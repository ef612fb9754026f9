//! # Airdrop Farmer
//!
//! Runs declarative airdrop actions (DeFi transactions, Discord messages,
//! tweets) for every wallet of a user, one cancellable task per user.
//!
//! - [`catalog`] loads airdrop definitions from JSON files
//! - [`orchestrator`] sequences airdrops, wallets and actions
//! - [`action`] holds the action model, placeholder resolution and dispatch
//! - [`chain`] builds, signs, submits and confirms EVM transactions

pub mod action;
pub mod catalog;
pub mod chain;
pub mod config;
pub mod orchestrator;
pub mod platform;
pub mod session;

pub use action::{ActionExecutor, ActionOutcome, ActionSpec, Dispatcher, Platform};
pub use catalog::{AirdropDefinition, Catalog};
pub use config::FarmerConfig;
pub use orchestrator::{DelayPolicy, ExecutionState, Orchestrator, RunReport};
pub use session::UserSession;
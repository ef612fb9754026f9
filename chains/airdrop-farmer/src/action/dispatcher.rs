use anyhow::{Context, Result};
use async_trait::async_trait;
use core_logic::PlatformAdapter;
use ethers::abi::Abi;
use ethers::types::{Address, U256};
use std::sync::Arc;
use tokio_util::sync::CancellationToken;
use tracing::{error, info, warn};

use super::{
    ActionKind, ActionOutcome, ActionSpec, DefiAction, DefiActionSpec, DiscordAction,
    ResolvedAction, TwitterAction,
};
use crate::chain::abi::parse_abi;
use crate::chain::{
    AddLiquidityParams, ApiApproval, ChainClient, ChainError, ChainRegistry, ChainWallet,
    ClientSettings, RemoveLiquidityParams, RpcConnector, SwapParams, TokenRef, TxOutcome,
};

/// Runs one catalog action for one wallet.
///
/// `Err` is reserved for errors the run should hear about (configuration);
/// ordinary failures come back as [`ActionOutcome::NoResult`].
#[async_trait]
pub trait ActionExecutor: Send + Sync {
    async fn execute(
        &self,
        action: &ActionSpec,
        wallet: &ChainWallet,
        cancel: &CancellationToken,
    ) -> Result<ActionOutcome>;

    /// Called once per run when the catalog has Discord actions.
    async fn connect_discord(&self) -> Result<()> {
        Ok(())
    }
}

/// Production executor: chain clients for `defi`, adapters for the rest.
pub struct Dispatcher {
    registry: Arc<ChainRegistry>,
    connector: Arc<dyn RpcConnector>,
    settings: ClientSettings,
    http: reqwest::Client,
    discord: Arc<dyn PlatformAdapter<DiscordAction>>,
    twitter: Arc<dyn PlatformAdapter<TwitterAction>>,
}

fn address(field: &str, raw: &str) -> Result<Address, ChainError> {
    raw.trim()
        .trim_matches('"')
        .parse()
        .map_err(|_| ChainError::InvalidArgument {
            field: field.to_string(),
            reason: format!("'{}' is not an address", raw),
        })
}

fn token_ref(field: &str, raw: &str) -> Result<TokenRef, ChainError> {
    raw.parse().map_err(|reason| ChainError::InvalidArgument {
        field: field.to_string(),
        reason,
    })
}

fn custom_abi(abi: &Option<serde_json::Value>) -> Result<Option<Abi>, ChainError> {
    abi.as_ref().map(parse_abi).transpose()
}

impl Dispatcher {
    pub fn new(
        registry: Arc<ChainRegistry>,
        connector: Arc<dyn RpcConnector>,
        settings: ClientSettings,
        http: reqwest::Client,
        discord: Arc<dyn PlatformAdapter<DiscordAction>>,
        twitter: Arc<dyn PlatformAdapter<TwitterAction>>,
    ) -> Self {
        Self {
            registry,
            connector,
            settings,
            http,
            discord,
            twitter,
        }
    }

    async fn execute_defi(
        &self,
        spec: &DefiActionSpec,
        wallet: &ChainWallet,
        cancel: &CancellationToken,
    ) -> Result<ActionOutcome> {
        let client = match ChainClient::connect(
            &self.registry,
            &spec.blockchain,
            self.connector.as_ref(),
            self.settings.clone(),
            self.http.clone(),
            cancel.clone(),
        )
        .await
        {
            Ok(client) => client,
            Err(e) if e.is_fatal() => {
                return Err(e).with_context(|| format!("Cannot execute {}", spec.action.name()))
            }
            Err(e) => {
                error!("Could not create {} client: {}", spec.blockchain, e);
                return Ok(ActionOutcome::NoResult);
            }
        };
        if !client.is_connected() {
            error!(
                "Skipping {}, {} is not reachable",
                spec.action.name(),
                spec.blockchain
            );
            return Ok(ActionOutcome::NoResult);
        }

        match run_defi(&client, wallet, &spec.action).await {
            Ok(TxOutcome::Mined { hash, success }) => Ok(ActionOutcome::Submitted {
                hash,
                success,
                explorer_link: client.explorer_link(&hash),
            }),
            Ok(TxOutcome::Prepared(txs)) => Ok(ActionOutcome::Prepared(txs)),
            Err(e) if e.is_fatal() => {
                Err(e).with_context(|| format!("Cannot execute {}", spec.action.name()))
            }
            Err(ChainError::Cancelled) => {
                info!("{} interrupted by a stop request", spec.action.name());
                Ok(ActionOutcome::NoResult)
            }
            Err(e) => {
                error!("{} on {} failed: {}", spec.action.name(), spec.blockchain, e);
                Ok(ActionOutcome::NoResult)
            }
        }
    }
}

#[async_trait]
impl ActionExecutor for Dispatcher {
    async fn execute(
        &self,
        action: &ActionSpec,
        wallet: &ChainWallet,
        cancel: &CancellationToken,
    ) -> Result<ActionOutcome> {
        let resolved = ResolvedAction::resolve(action, wallet)?;

        match &resolved.action.kind {
            ActionKind::Defi(spec) => self.execute_defi(spec, &resolved.wallet, cancel).await,
            ActionKind::Discord(discord) => {
                let done = self
                    .discord
                    .perform_action(discord)
                    .await
                    .context("Discord action failed")?;
                Ok(ActionOutcome::Completed(done))
            }
            ActionKind::Twitter(twitter) => {
                let done = self
                    .twitter
                    .perform_action(twitter)
                    .await
                    .context("Twitter action failed")?;
                Ok(ActionOutcome::Completed(done))
            }
        }
    }

    async fn connect_discord(&self) -> Result<()> {
        self.discord.connect().await
    }
}

/// One `DefiAction` onto the matching client operation.
async fn run_defi(
    client: &ChainClient,
    wallet: &ChainWallet,
    action: &DefiAction,
) -> Result<TxOutcome, ChainError> {
    match action {
        DefiAction::InteractWithContract {
            contract_address,
            abi,
            function_name,
            function_args,
            msg_value,
        } => {
            let contract = address("contract_address", contract_address)?;
            let abi = parse_abi(abi)?;
            client
                .interact_with_contract(
                    wallet,
                    contract,
                    &abi,
                    function_name,
                    function_args,
                    msg_value.unwrap_or_default(),
                )
                .await
        }
        DefiAction::TransferNativeToken {
            recipient_address,
            amount_in_wei,
        } => {
            let recipient = address("recipient_address", recipient_address)?;
            client
                .transfer_native_token(wallet, recipient, *amount_in_wei)
                .await
        }
        DefiAction::TransferToken {
            token_address,
            recipient_address,
            amount,
        } => {
            let token = address("token_address", token_address)?;
            let recipient = address("recipient_address", recipient_address)?;
            client
                .transfer_token(wallet, token, recipient, *amount)
                .await
        }
        DefiAction::SwapTokens {
            token_in_address,
            token_out_address,
            amount_in,
            exchange_address,
            exchange_abi,
            slippage,
            deadline_minutes,
        } => {
            let custom = custom_abi(exchange_abi)?;
            let params = SwapParams {
                token_in: address("token_in_address", token_in_address)?,
                token_out: address("token_out_address", token_out_address)?,
                amount_in: *amount_in,
                router: address("exchange_address", exchange_address)?,
                router_abi: custom.as_ref().unwrap_or(&client.spec().router_abi),
                slippage: *slippage,
                deadline_minutes: *deadline_minutes,
            };
            client.swap_tokens(wallet, &params).await
        }
        DefiAction::SwapNativeToken {
            token_out_address,
            amount_in,
            exchange_address,
            exchange_abi,
            slippage,
            deadline_minutes,
        } => {
            let custom = custom_abi(exchange_abi)?;
            let params = SwapParams {
                token_in: client.spec().wrapped_native,
                token_out: address("token_out_address", token_out_address)?,
                amount_in: *amount_in,
                router: address("exchange_address", exchange_address)?,
                router_abi: custom.as_ref().unwrap_or(&client.spec().router_abi),
                slippage: *slippage,
                deadline_minutes: *deadline_minutes,
            };
            client.swap_native_token(wallet, &params).await
        }
        DefiAction::AddLiquidity {
            token_a_address,
            token_b_address,
            amount_a,
            amount_b,
            exchange_address,
            exchange_abi,
            slippage,
            deadline_minutes,
        } => {
            let custom = custom_abi(exchange_abi)?;
            let params = AddLiquidityParams {
                token_a: token_ref("token_a_address", token_a_address)?,
                token_b: token_ref("token_b_address", token_b_address)?,
                amount_a: *amount_a,
                amount_b: *amount_b,
                router: address("exchange_address", exchange_address)?,
                router_abi: custom.as_ref().unwrap_or(&client.spec().router_abi),
                slippage: *slippage,
                deadline_minutes: *deadline_minutes,
            };
            client.add_liquidity(wallet, &params).await
        }
        DefiAction::RemoveLiquidity {
            token_a_address,
            token_b_address,
            pair_address,
            liquidity,
            amount_a_min,
            amount_b_min,
            exchange_address,
            exchange_abi,
            deadline_minutes,
        } => {
            let custom = custom_abi(exchange_abi)?;
            let params = RemoveLiquidityParams {
                token_a: token_ref("token_a_address", token_a_address)?,
                token_b: token_ref("token_b_address", token_b_address)?,
                pair: address("pair_address", pair_address)?,
                liquidity: *liquidity,
                amount_a_min: amount_a_min.unwrap_or_default(),
                amount_b_min: amount_b_min.unwrap_or_default(),
                router: address("exchange_address", exchange_address)?,
                router_abi: custom.as_ref().unwrap_or(&client.spec().router_abi),
                deadline_minutes: *deadline_minutes,
            };
            client.remove_liquidity(wallet, &params).await
        }
        DefiAction::WrapNativeToken { amount } => client.wrap_native_token(wallet, *amount).await,
        DefiAction::UnwrapNativeToken { amount } => {
            client.unwrap_native_token(wallet, *amount).await
        }
        DefiAction::InteractWithApi {
            quote,
            assemble_url,
            simulate,
            approve_token,
            approve_amount,
        } => {
            let approval = match (approve_token, approve_amount) {
                (Some(token), Some(amount)) => Some(ApiApproval {
                    token: address("approve_token", token)?,
                    amount: *amount,
                }),
                (Some(token), None) => {
                    warn!(
                        "approve_token {} given without approve_amount, approving the maximum",
                        token
                    );
                    Some(ApiApproval {
                        token: address("approve_token", token)?,
                        amount: U256::MAX,
                    })
                }
                _ => None,
            };
            client
                .interact_with_api(wallet, quote, assemble_url, *simulate, approval)
                .await
        }
    }
}
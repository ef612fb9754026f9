use airdrop_farmer::chain::{
    ChainClient, ChainRegistry, ChainWallet, ClientSettings, HttpConnector, TxOutcome,
};
use airdrop_farmer::platform::UnconfiguredAdapter;
use airdrop_farmer::{
    ActionExecutor, Catalog, DelayPolicy, Dispatcher, FarmerConfig, Orchestrator, UserSession,
};
use anyhow::{bail, Context, Result};
use clap::{Parser, Subcommand};
use colored::*;
use core_logic::{setup_logger, FarmingSession, SessionRunner, WalletManager, WalletSource};
use dotenv::dotenv;
use ethers::types::Address;
use std::sync::Arc;
use tokio_util::sync::CancellationToken;
use tracing::{error, info, warn};

/// Environment variable holding a single private key, used when no wallet
/// file is given.
const PRIVATE_KEY_ENV: &str = "FARMER_PRIVATE_KEY";

#[derive(Parser, Debug)]
#[command(author, version, about, long_about = None)]
struct Args {
    #[arg(short, long, default_value = "chains/airdrop-farmer/config.toml")]
    config: String,

    #[command(subcommand)]
    command: Commands,
}

#[derive(Subcommand, Debug)]
enum Commands {
    /// List the activated airdrops
    List,
    /// Farm airdrops, one session per wallet file
    Run {
        /// Wallet file (JSON list or one private key per line), repeatable
        #[arg(short, long)]
        wallets: Vec<String>,
        /// Comma-separated airdrop names, all activated ones when omitted
        #[arg(short, long, value_delimiter = ',')]
        airdrops: Vec<String>,
    },
    /// Print the unsigned DeFi transactions and their fees as JSON
    Prepare {
        #[arg(long)]
        address: String,
        #[arg(short, long, value_delimiter = ',')]
        airdrops: Vec<String>,
    },
    /// Replace the lowest pending transaction of a wallet
    CancelPending {
        #[arg(long)]
        chain: String,
        #[arg(short, long)]
        wallets: Option<String>,
        #[arg(short, long, default_value = "0")]
        index: usize,
    },
}

fn wallet_source(path: Option<String>) -> WalletSource {
    match path {
        Some(path) => WalletSource::File { path },
        None => WalletSource::Env {
            key: PRIVATE_KEY_ENV.to_string(),
        },
    }
}

fn chain_wallets(manager: &WalletManager) -> Result<Vec<ChainWallet>> {
    manager
        .wallets()
        .iter()
        .enumerate()
        .map(|(i, record)| {
            ChainWallet::from_record(record)
                .with_context(|| format!("Wallet #{} of {}", i + 1, manager.path().display()))
        })
        .collect()
}

fn selected_airdrops(catalog: &Catalog, requested: Vec<String>) -> Vec<String> {
    if requested.is_empty() {
        return catalog
            .active()
            .iter()
            .map(|a| a.name.clone())
            .collect();
    }
    for name in &requested {
        match catalog.get(name) {
            None => warn!("Unknown airdrop '{}'", name),
            Some(a) if !a.is_activated => warn!("Airdrop '{}' is deactivated", name),
            Some(_) => {}
        }
    }
    requested
}

fn list(catalog: &Catalog) {
    let active = catalog.active();
    if active.is_empty() {
        println!("{}", "No active airdrop.".yellow());
        return;
    }
    for airdrop in active {
        let actions: Vec<String> = airdrop.active_actions().map(|a| a.label()).collect();
        println!(
            "{} ({} action(s)): {}",
            airdrop.name.green().bold(),
            actions.len(),
            actions.join(", ")
        );
    }
}

#[tokio::main]
async fn main() -> Result<()> {
    dotenv().ok();
    let args = Args::parse();

    let config = FarmerConfig::load(&args.config).context("Failed to load config")?;
    let _log_guard = setup_logger(&config.log_dir);
    info!("Loaded config from {}", args.config);

    let registry = Arc::new(ChainRegistry::from_settings(&config.chains)?);
    let catalog = Arc::new(Catalog::load_dir(&config.catalog_dir)?);
    let http = reqwest::Client::new();
    let settings = ClientSettings::from_config(&config);

    let executor: Arc<dyn ActionExecutor> = Arc::new(Dispatcher::new(
        registry.clone(),
        Arc::new(HttpConnector::new(http.clone())),
        settings.clone(),
        http.clone(),
        Arc::new(UnconfiguredAdapter::discord()),
        Arc::new(UnconfiguredAdapter::twitter()),
    ));
    let delays = DelayPolicy {
        window: config.delay(),
        per_platform: config.platform_wait_secs.clone(),
    };

    match args.command {
        Commands::List => list(&catalog),

        Commands::Run { wallets, airdrops } => {
            let airdrops = selected_airdrops(&catalog, airdrops);
            let sources: Vec<WalletSource> = if wallets.is_empty() {
                vec![wallet_source(None)]
            } else {
                wallets.into_iter().map(|p| wallet_source(Some(p))).collect()
            };

            let mut sessions: Vec<Box<dyn FarmingSession>> = Vec::new();
            for source in sources {
                let manager = match WalletManager::from_source(&source) {
                    Ok(manager) => manager,
                    Err(e) => {
                        error!("Cannot load wallets from {:?}: {}", source, e);
                        continue;
                    }
                };
                let label = if manager.path().as_os_str().is_empty() {
                    PRIVATE_KEY_ENV.to_string()
                } else {
                    manager.path().display().to_string()
                };
                let orchestrator =
                    Orchestrator::new(catalog.clone(), chain_wallets(&manager)?, executor.clone())
                        .with_delays(delays.clone());
                sessions.push(Box::new(UserSession::new(label, orchestrator, airdrops.clone())));
            }
            if sessions.is_empty() {
                bail!("No wallet could be loaded");
            }

            let stats = SessionRunner::run_sessions(sessions).await?;
            println!(
                "{} {} succeeded, {} failed",
                "Done:".bold(),
                stats.success.to_string().green(),
                stats.failed.to_string().red()
            );
        }

        Commands::Prepare { address, airdrops } => {
            let address: Address = address
                .parse()
                .with_context(|| format!("'{}' is not an address", address))?;
            let airdrops = selected_airdrops(&catalog, airdrops);
            let orchestrator = Orchestrator::new(catalog.clone(), Vec::new(), executor.clone());
            let prepared = orchestrator.prepare_transactions(&airdrops, address).await;
            for tx in &prepared {
                info!(
                    "{} transaction to {:?}: max fee {} ETH",
                    tx.blockchain,
                    tx.to,
                    tx.fee_eth()
                );
            }
            println!("{}", serde_json::to_string_pretty(&prepared)?);
        }

        Commands::CancelPending {
            chain,
            wallets,
            index,
        } => {
            let manager = WalletManager::from_source(&wallet_source(wallets))?;
            let wallet = ChainWallet::from_record(manager.get(index)?)?;
            let client = ChainClient::connect(
                &registry,
                &chain,
                &HttpConnector::new(http.clone()),
                settings,
                http,
                CancellationToken::new(),
            )
            .await?;
            if !client.is_connected() {
                bail!("Could not connect to {}", chain);
            }

            match client.cancel_pending(&wallet).await {
                Ok(TxOutcome::Mined { hash, success }) => println!(
                    "{} {}",
                    if success {
                        "Replaced:".green()
                    } else {
                        "Replacement reverted:".red()
                    },
                    client.explorer_link(&hash)
                ),
                Ok(TxOutcome::Prepared(txs)) => {
                    println!("{}", serde_json::to_string_pretty(&txs)?)
                }
                Err(e) => println!("{} {}", "Nothing replaced:".yellow(), e),
            }
        }
    }

    Ok(())
}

*Task objective*
Search the listing above for lines with the word "InvalidArgument", and state how many there are, nothing else.

*Solution below*
2